Kara Thompson, a mother of four who has dreams of owning her own cleaning company—Kara’s In and Out Cleaning Service—works on the psychiatric ward at Grady Memorial Hospital, one of the largest public hospitals in the country. Her position has been outsourced to a private company, and she does not receive health benefits; when she runs out of money and she and her children are refused entry to shelters, they begin living in her car. When the attendant at a QuikTrip gas station casually asks her how she’s doing, she says she’s fine:

She started to walk away, but then, sensing a sincerity about the man, she returned to the register. She told him the truth. She described what the last several weeks had been like, and how frightening it had been to pass the night in a parking lot, wondering if someone might try to hurt them or if the police would show up….

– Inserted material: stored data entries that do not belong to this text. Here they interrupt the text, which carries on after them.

//! Small Python-flavoured expression language evaluated against a [`Record`].
//!
//! Expressions are compiled once with [`Expression::compile`] and evaluated
//! per record. Names resolve against the record first, then against a fixed
//! set of globals:
//!
//! - `parse_int(value, default=0)`, `urlsplit(url)`
//! - `datetime(y, m, d[, H, M, S])`, `datetime.now()`, `datetime.utcnow()`
//! - `abort()` and `terminate()`, which raise [`ErrorKind::Stop`] and
//!   [`ErrorKind::Terminate`]
//! - the `re` module (`search`, `match`, `fullmatch`, `sub`, `findall`,
//!   `split`, `compile`)
//! - `len`, `int`, `float`, `str`, `bool`, `abs`, `min`, `max`, `any`, `all`
//!
//! ```
//! # use trove_expr::Expression;
//! # use trove_record::Record;
//! let filter = Expression::compile("width >= 1000 and extension in ('jpg', 'png')").unwrap();
//! let record = Record::new().with("width", 1920).with("extension", "png");
//! assert!(filter.test(&record).unwrap());
//! ```

mod error;
mod eval;
mod lexer;
mod parser;
mod re;

pub use crate::error::{Error, ErrorKind, Result};
use crate::parser::Expr;
use std::fmt::{Debug, Formatter, Result as FmtResult};
use std::sync::Arc;
use trove_record::{Record, Value};

/// A compiled expression. Cheap to clone and safe to share between threads.
#[derive(Clone)]
pub struct Expression {
    source: Arc<str>,
    root: Arc<Expr>,
}

impl Debug for Expression {
    fn fmt(&self, f: &mut Formatter<'_>) -> FmtResult {
        f.debug_tuple("Expression").field(&self.source).finish()
    }
}

impl Expression {
    /// Parses `source`. Regex literals given to `re.*` functions are compiled
    /// here as well, so an invalid pattern is reported as a syntax error.
    pub fn compile(source: &str) -> Result<Self> {
        let root = parser::parse(source)?;
        tracing::trace!(expression = source, "compiled expression");
        Ok(Self { source: Arc::from(source), root: Arc::new(root) })
    }

    pub fn source(&self) -> &str {
        &self.source
    }

    pub fn eval(&self, record: &Record) -> Result<Value> {
        eval::evaluate(&self.root, record)?.into_value()
    }

    /// Evaluates the expression and reports its truthiness.
    pub fn test(&self, record: &Record) -> Result<bool> {
        Ok(eval::evaluate(&self.root, record)?.is_truthy())
    }
}

#[cfg(test)]
mod tests {
    use super::*;
    use rstest::rstest;

    fn record() -> Record {
        serde_json::from_str(
            r#"{
                "id": 42,
                "title": "Sunset over Lake",
                "tags": ["nature", "sky"],
                "user": {"name": "ada", "id": 7},
                "ratio": 1.5,
                "url": "https://Example.com:8080/a/b.jpg?size=large#top",
                "empty": ""
            }"#,
        )
        .unwrap()
    }

    #[rstest]
    #[case("id == 42", Value::Bool(true))]
    #[case("id // 5", Value::Int(8))]
    #[case("-7 // 2", Value::Int(-4))]
    #[case("-7 % 3", Value::Int(2))]
    #[case("7 / 2", Value::Float(3.5))]
    #[case("2 ** 10", Value::Int(1024))]
    #[case("2 ** -1", Value::Float(0.5))]
    #[case("-2 ** 2", Value::Int(-4))]
    #[case("1 < id <= 42", Value::Bool(true))]
    #[case("1 < id < 10", Value::Bool(false))]
    #[case("1 == 1.0", Value::Bool(true))]
    #[case("'sky' in tags", Value::Bool(true))]
    #[case("'Lake' in title", Value::Bool(true))]
    #[case("'id' not in user", Value::Bool(false))]
    #[case("empty or 'fallback'", Value::from("fallback"))]
    #[case("id and title", Value::from("Sunset over Lake"))]
    #[case("'big' if ratio > 1 else 'small'", Value::from("big"))]
    #[case("user.name", Value::from("ada"))]
    #[case("user['id'] + 1", Value::Int(8))]
    #[case("tags[-1]", Value::from("sky"))]
    #[case("title[:6].lower()", Value::from("sunset"))]
    #[case("title[::-1][:4]", Value::from("ekaL"))]
    #[case("title.split()[1]", Value::from("over"))]
    #[case("'-'.join(tags)", Value::from("nature-sky"))]
    #[case("len(tags) + len(title)", Value::Int(18))]
    #[case("max(3, id, 7)", Value::Int(42))]
    #[case("min([3, 1, 2])", Value::Int(1))]
    #[case("int('12') + int(2.9)", Value::Int(14))]
    #[case("int('ff', 16)", Value::Int(255))]
    #[case("str(ratio)", Value::from("1.5"))]
    #[case("any([0, '', 3])", Value::Bool(true))]
    #[case("all(tags)", Value::Bool(true))]
    #[case("user.get('missing', 'x')", Value::from("x"))]
    #[case("user.get('missing') is None", Value::Bool(true))]
    #[case("None is None", Value::Bool(true))]
    #[case("parse_int('1_000')", Value::Int(1000))]
    #[case("parse_int('abc', -1)", Value::Int(-1))]
    #[case("parse_int('abc')", Value::Int(0))]
    #[case("[1, 2] + [3]", Value::from(vec![1, 2, 3]))]
    #[case("'ab' * 2", Value::from("abab"))]
    fn test_eval(#[case] source: &str, #[case] expected: Value) {
        assert_eq!(Expression::compile(source).unwrap().eval(&record()).unwrap(), expected, "{source}");
    }

    #[test]
    fn test_urlsplit() {
        let expr = Expression::compile("urlsplit(url)").unwrap();
        let parts = expr.eval(&record()).unwrap();
        assert_eq!(parts.get("scheme"), Some(&Value::from("https")));
        assert_eq!(parts.get("netloc"), Some(&Value::from("example.com:8080")));
        assert_eq!(parts.get("hostname"), Some(&Value::from("example.com")));
        assert_eq!(parts.get("path"), Some(&Value::from("/a/b.jpg")));
        assert_eq!(parts.get("query"), Some(&Value::from("size=large")));
        assert_eq!(parts.get("fragment"), Some(&Value::from("top")));
        let path = Expression::compile("urlsplit(url).path.endswith('.jpg')").unwrap();
        assert!(path.test(&record()).unwrap());
    }

    #[rstest]
    #[case("text:hello", "text", "", "hello", Value::Null)]
    #[case("http://user:pw@[::1]:8080/x?q", "http", "user:pw@[::1]:8080", "/x", Value::from("::1"))]
    #[case("//cdn.example.com/img.png", "", "cdn.example.com", "/img.png", Value::from("cdn.example.com"))]
    #[case("images/a.jpg?w=10#frag", "", "", "images/a.jpg", Value::Null)]
    #[case("https://exa mple.com/x", "", "", "https://exa mple.com/x", Value::Null)]
    fn test_urlsplit_forms(
        #[case] url: &str,
        #[case] scheme: &str,
        #[case] netloc: &str,
        #[case] path: &str,
        #[case] hostname: Value,
    ) {
        let record = Record::new().with("url", url);
        let parts = Expression::compile("urlsplit(url)").unwrap().eval(&record).unwrap();
        assert_eq!(parts.get("scheme"), Some(&Value::from(scheme)), "{url}");
        assert_eq!(parts.get("netloc"), Some(&Value::from(netloc)), "{url}");
        assert_eq!(parts.get("path"), Some(&Value::from(path)), "{url}");
        assert_eq!(parts.get("hostname"), Some(&hostname), "{url}");
    }

    #[rstest]
    #[case(r"re.search(r'\d+', 'abc 123').group()", Value::from("123"))]
    #[case(r"re.match(r'\d+', 'abc 123')", Value::Null)]
    #[case(r"re.sub(r'(\w+) (\w+)', r'\2 \1', 'hello world')", Value::from("world hello"))]
    #[case(r"re.findall(r'[aeiou]', title)", Value::from(vec!["u", "e", "o", "e", "a", "e"]))]
    #[case(r"re.compile('(s)(k)').search('sky').groups()", Value::from(vec!["s", "k"]))]
    #[case(r"re.fullmatch('[a-z]+', user.name)[0]", Value::from("ada"))]
    #[case(r"re.split(' ', title, 1)", Value::from(vec!["Sunset", "over Lake"]))]
    fn test_regex(#[case] source: &str, #[case] expected: Value) {
        assert_eq!(Expression::compile(source).unwrap().eval(&record()).unwrap(), expected, "{source}");
    }

    #[test]
    fn test_dynamic_regex_pattern() {
        let record = record().with("pattern", r"^sun");
        let expr = Expression::compile("bool(re.match(pattern, title.lower()))").unwrap();
        assert!(expr.test(&record).unwrap());
    }

    #[test]
    fn test_match_is_truthy() {
        let expr = Expression::compile("re.search('', title)").unwrap();
        assert!(expr.test(&record()).unwrap());
    }

    #[test]
    fn test_datetime() {
        let expr = Expression::compile("datetime(2024, 2, 29, 13).hour + datetime(2024, 1, 1).day").unwrap();
        assert_eq!(expr.eval(&Record::new()).unwrap(), Value::Int(14));
        let expr = Expression::compile("datetime.now() > datetime(2000, 1, 1)").unwrap();
        assert!(expr.test(&Record::new()).unwrap());
        let err = Expression::compile("datetime(2023, 2, 29)").unwrap().eval(&Record::new()).unwrap_err();
        assert!(matches!(&*err, ErrorKind::Value(_)));
    }

    #[rstest]
    #[case("abort()", ErrorKind::Stop)]
    #[case("terminate()", ErrorKind::Terminate)]
    #[case("id > 1 and abort()", ErrorKind::Stop)]
    fn test_signals(#[case] source: &str, #[case] expected: ErrorKind) {
        let err = Expression::compile(source).unwrap().test(&record()).unwrap_err();
        assert_eq!(*err, expected);
        assert!(err.is_signal());
    }

    #[test]
    fn test_short_circuit_skips_signal() {
        let expr = Expression::compile("id < 1 and abort()").unwrap();
        assert!(!expr.test(&record()).unwrap());
    }

    #[rstest]
    #[case("nope + 1")]
    #[case("1 / 0")]
    #[case("tags[5]")]
    #[case("user['nope']")]
    #[case("title + 1")]
    #[case("'a' < 1")]
    #[case("len(id)")]
    #[case("int('x')")]
    fn test_runtime_errors(#[case] source: &str) {
        let err = Expression::compile(source).unwrap().eval(&record()).unwrap_err();
        assert!(!err.is_signal(), "{source}");
    }

    #[test]
    fn test_error_kinds() {
        let eval = |source: &str| Expression::compile(source).unwrap().eval(&record()).unwrap_err();
        assert_eq!(*eval("nope"), ErrorKind::Name("nope".to_string()));
        assert_eq!(*eval("1 % 0"), ErrorKind::ZeroDivision);
        assert_eq!(*eval("tags[9]"), ErrorKind::Index);
        assert_eq!(*eval("user['x']"), ErrorKind::Key("x".to_string()));
    }

    #[rstest]
    #[case("'ab' * 9223372036854775807")]
    #[case("9223372036854775807 * tags")]
    #[case("'x' * 16777217")]
    #[case("[0] * 16777217")]
    fn test_repetition_is_bounded(#[case] source: &str) {
        let err = Expression::compile(source).unwrap().eval(&record()).unwrap_err();
        assert!(matches!(&*err, ErrorKind::Value(_)), "{source}");
    }

    #[rstest]
    #[case("len('x' * 16777216)", Value::Int(16_777_216))]
    #[case("'ab' * -3", Value::from(""))]
    #[case("tags * 0", Value::from(Vec::<Value>::new()))]
    fn test_repetition_edges(#[case] source: &str, #[case] expected: Value) {
        assert_eq!(Expression::compile(source).unwrap().eval(&record()).unwrap(), expected, "{source}");
    }

    #[test]
    fn test_invalid_regex_literal_is_syntax_error() {
        let err = Expression::compile("re.search('[', title)").unwrap_err();
        assert!(matches!(&*err, ErrorKind::Syntax(_)));
    }

    #[test]
    fn test_record_shadows_globals() {
        let record = Record::new().with("len", 3);
        assert_eq!(Expression::compile("len * 2").unwrap().eval(&record).unwrap(), Value::Int(6));
    }

    #[test]
    fn test_expression_is_shareable() {
        fn assert_send_sync<T: Send + Sync>() {}
        assert_send_sync::<Expression>();
    }
}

The attendant told Kara that she was welcome to park her car in front of the gas station. He would be there all night, he said, and he could keep an eye on them.

Although the kindness of strangers, and of friends and family members, sometimes relieves the harsh conditions that inform the lives of these women, it is their remarkable resilience and spirit (“When one door closed,” Kara believes, “God always opened another”) that permeate the book. Goldstone does more than reveal just how awful things can be and what might be done to ameliorate them, though he does that too.

In an epilogue Goldstone notes that there are, on average, seven evictions filed every minute in the United States—a total of 3.6 million in a typical year—and he suggests that ensuring that poor tenants have access to free legal representation would help reduce this number. So would direct cash assistance, rent control, laws mandating basic habitability standards, and “just cause” eviction laws, which would shield tenants from arbitrary or retaliatory evictions. To prevent families from becoming homeless, he proposes banning extortionate application fees, capping security deposits, outlawing biased tenant screening practices, prohibiting discrimination against voucher holders, and expanding HUD’s definition of who is homeless. The biggest challenge, however, is housing supply, and Goldstone is not optimistic about this, “because the market, on its own, will never be incentivized to build and maintain truly affordable housing.”

The great virtue of There Is No Place for Us is its refusal to look away from the disheartening reality it depicts, or from the depth and pervasiveness of the problem and the pain it causes people. If we could see “the hidden homeless”—if the millions of them, perhaps, each wore a scarlet “H”—would that make a difference and help spur the outrage and political will that might begin to address the conditions in which they live?